What sort of person is Cassio? In Act II, what happens to him, and how does Iago plan to use the situation in his plan against Othello?
We do not learn very much about Cassio over the course of the play. A pawn in Iago's game, we know that he is a Florentine, rather than a Venetian, and that Iago thinks he is too inexperienced to have been granted the rank of lieutenant. According to Iago, he "never set a squadron in the field" and is rather bookish, "a great arithmetician." However, we also know that Othello, renowned as a general, saw some virtue in him, having selected Cassio specifically as his officer. Cassio is a man of seemingly better "breeding" than Iago, but Iago rightly interprets that his courtesy covers a polite, naive nature which will help Iago to "ensnare" him.
Iago knows that Othello thinks well of Cassio, and he must also know, beneath his jealousy, that Othello has good reason to do so—which is why he sets himself to destroying Cassio's reputation in act 2 in order to further his greater plan. Iago observes that Cassio is courteous and intimate with Desdemona; he is determined to use this against him. First, however, he must change Othello's opinion of his officer—"abuse him to the Moor in the rank garb"—so that Othello will believe what Iago tells him about Cassio and Desdemona.
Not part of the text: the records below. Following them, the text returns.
//! # TutorLink Models
//!
//! Domain models and DTOs mirrored from the backend's JSON.
//!
//! This crate contains all the data structures exchanged with the backend:
//!
//! - [`ids`]: Strongly-typed integer ID newtypes
//! - [`auth`]: Sign-in request/response and the current user
//! - [`invitations`]: Teacher invitations and the accept DTO
//! - [`tasks`]: Teacher/admin task items
//! - [`payments`]: Metrics, transactions, refunds, purchase approvals
//! - [`scheduler`]: Class sessions and availability slots
//! - [`notifications`]: In-app notifications and unread counts
//! - [`receipts`]: Payment receipts
//! - [`analytics`]: Dashboard summaries and student progress
//! - [`students`]: Student records
//! - [`teachers`]: Teacher profiles
//! - [`realtime`]: Event-stream payloads
//!
//! # Example
//!
//! ```ignore
//! use tutorlink_models::invitations::CreateInvitationDto;
//! use validator::Validate;
//!
//! let dto = CreateInvitationDto {
//!     email: "teacher@example.com".to_string(),
//!     first_name: "Ada".to_string(),
//!     last_name: "Lovelace".to_string(),
//!     message: None,
//! };
//! dto.validate()?;
//! ```

pub mod analytics;
pub mod auth;
pub mod ids;
pub mod invitations;
pub mod notifications;
pub mod payments;
pub mod realtime;
pub mod receipts;
pub mod scheduler;
pub mod students;
pub mod tasks;
pub mod teachers;

pub use ids::*;
pub use realtime::RealtimeEvent;
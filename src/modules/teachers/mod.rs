//! Teacher directory and profile editing.

pub mod service;
pub mod state;
pub mod wizard;

pub use service::TeacherService;
pub use state::TeachersState;
pub use wizard::{ProfileStep, TeacherProfileWizard};
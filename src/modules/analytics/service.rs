use serde::Serialize;
use tracing::instrument;

use tutorlink_core::ApiError;
use tutorlink_models::StudentId;
use tutorlink_models::analytics::{AnalyticsPeriod, DashboardSummary, StudentProgress};

use crate::api::ApiClient;

pub const DASHBOARD_PATH: &str = "/analytics/dashboard/";

#[derive(Serialize)]
struct PeriodQuery {
    period: AnalyticsPeriod,
}

pub struct AnalyticsService;

impl AnalyticsService {
    #[instrument(skip(api))]
    pub async fn dashboard_summary(
        api: &ApiClient,
        period: AnalyticsPeriod,
    ) -> Result<DashboardSummary, ApiError> {
        api.get_query(DASHBOARD_PATH, &PeriodQuery { period }).await
    }

    #[instrument(skip(api))]
    pub async fn student_progress(
        api: &ApiClient,
        student_id: StudentId,
        period: AnalyticsPeriod,
    ) -> Result<StudentProgress, ApiError> {
        api.get_query(
            &format!("/analytics/students/{student_id}/progress/"),
            &PeriodQuery { period },
        )
        .await
    }
}
//! Strongly-typed ID newtypes for backend entities.
//!
//! The backend uses integer primary keys. Wrapping each one in its own type
//! prevents accidental misuse (e.g., passing a `TeacherId` where a
//! `StudentId` is expected).
//!
//! # Example
//!
//! ```ignore
//! use tutorlink_models::ids::{StudentId, TeacherId};
//!
//! fn assign(student: StudentId, teacher: TeacherId) { /* ... */ }
//!
//! assign(StudentId(12), TeacherId(3));    // OK
//! // assign(TeacherId(3), StudentId(12)); // Compile error! Type mismatch.
//! ```

use serde::{Deserialize, Serialize};
use std::fmt;

/// Macro to define a strongly-typed ID newtype.
///
/// Generated types serialize transparently as the bare integer.
macro_rules! define_id {
    (
        $(#[$meta:meta])*
        $name:ident
    ) => {
        $(#[$meta])*
        #[derive(Clone, Copy, PartialEq, Eq, PartialOrd, Ord, Hash, Serialize, Deserialize)]
        #[serde(transparent)]
        pub struct $name(pub i64);

        impl $name {
            /// Get the inner integer value.
            #[inline]
            pub const fn get(self) -> i64 {
                self.0
            }
        }

        impl fmt::Debug for $name {
            fn fmt(&self, f: &mut fmt::Formatter<'_>) -> fmt::Result {
                write!(f, "{}({})", stringify!($name), self.0)
            }
        }

        impl fmt::Display for $name {
            fn fmt(&self, f: &mut fmt::Formatter<'_>) -> fmt::Result {
                write!(f, "{}", self.0)
            }
        }

        impl From<i64> for $name {
            #[inline]
            fn from(id: i64) -> Self {
                Self(id)
            }
        }

        impl From<$name> for i64 {
            #[inline]
            fn from(id: $name) -> i64 {
                id.0
            }
        }

        impl std::str::FromStr for $name {
            type Err = std::num::ParseIntError;

            fn from_str(s: &str) -> Result<Self, Self::Err> {
                s.trim().parse().map(Self)
            }
        }
    };
}

define_id!(
    /// Strongly-typed ID for User accounts.
    UserId
);

define_id!(
    /// Strongly-typed ID for Student profiles.
    StudentId
);

define_id!(
    /// Strongly-typed ID for Teacher profiles.
    TeacherId
);

define_id!(
    /// Strongly-typed ID for Parent accounts.
    ParentId
);

define_id!(
    /// Strongly-typed ID for Teacher invitations.
    InvitationId
);

define_id!(
    /// Strongly-typed ID for Tasks.
    TaskId
);

define_id!(
    /// Strongly-typed ID for payment Transactions.
    TransactionId
);

define_id!(
    /// Strongly-typed ID for purchase approval requests.
    PurchaseApprovalId
);

define_id!(
    /// Strongly-typed ID for scheduled class sessions.
    ClassId
);

define_id!(
    /// Strongly-typed ID for Notifications.
    NotificationId
);

define_id!(
    /// Strongly-typed ID for Receipts.
    ReceiptId
);

define_id!(
    /// Strongly-typed ID for payment disputes.
    DisputeId
);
When, in act 2, scene 3, Othello leaves Cassio to the guard, he is trusting him to oversee what is going on: he believes that Cassio is trustworthy. However, although Cassio tells Iago he has "poor and unhappy brains for drinking," he allows Iago to pressure him into drinking more. He quickly becomes belligerent, as Iago had hoped, and engages in a fight with Roderigo. When Othello returns to find his lieutenant drunk and brawling, he is very disappointed in him and removes him from his position, to Cassio's deep sorrow—"I have lost the immortal part of myself, and what remains is bestial," Cassio says, lamenting the loss of his reputation.
Thus, Iago has set the stage for the next part of his plan, in which he will convince Othello that Cassio, no longer the paragon in Othello's mind which he once was, is sleeping with Desdemona.
One of the interesting things about the character of Cassio is that Shakespeare reveals it to us through the way others see him, almost as if he is just a reflection of what people want him to be. Iago's impression of him is the first one we get, but Iago sees him through eyes clouded by jealousy. Cassio has gotten the promotion Iago thinks should be his, so he is scornful of Cassio's ability. He sees Cassio as a brown-noser and not a real soldier. Cassio is an outsider and a newcomer. To Desdemona, Cassio is a loyal friend; to Othello he is a fine choice for Lieutenant.
Iago sets up Cassio to get into a drunken sword fight with his henchman Roderigo, hoping to get him killed. When Roderigo proves too cowardly to kill Cassio, Iago uses the opportunity to get Cassi demoted and then puts the idea into Othello's head that Cassio is having an affair with Desdemona. Cassio appears to be oblivious to all of this plotting throughout the entire play and is as surprised as everyone else when he finds out the truth about Iago. Cassio is a linchpin to Iago's plans, but he is not important in and of himself.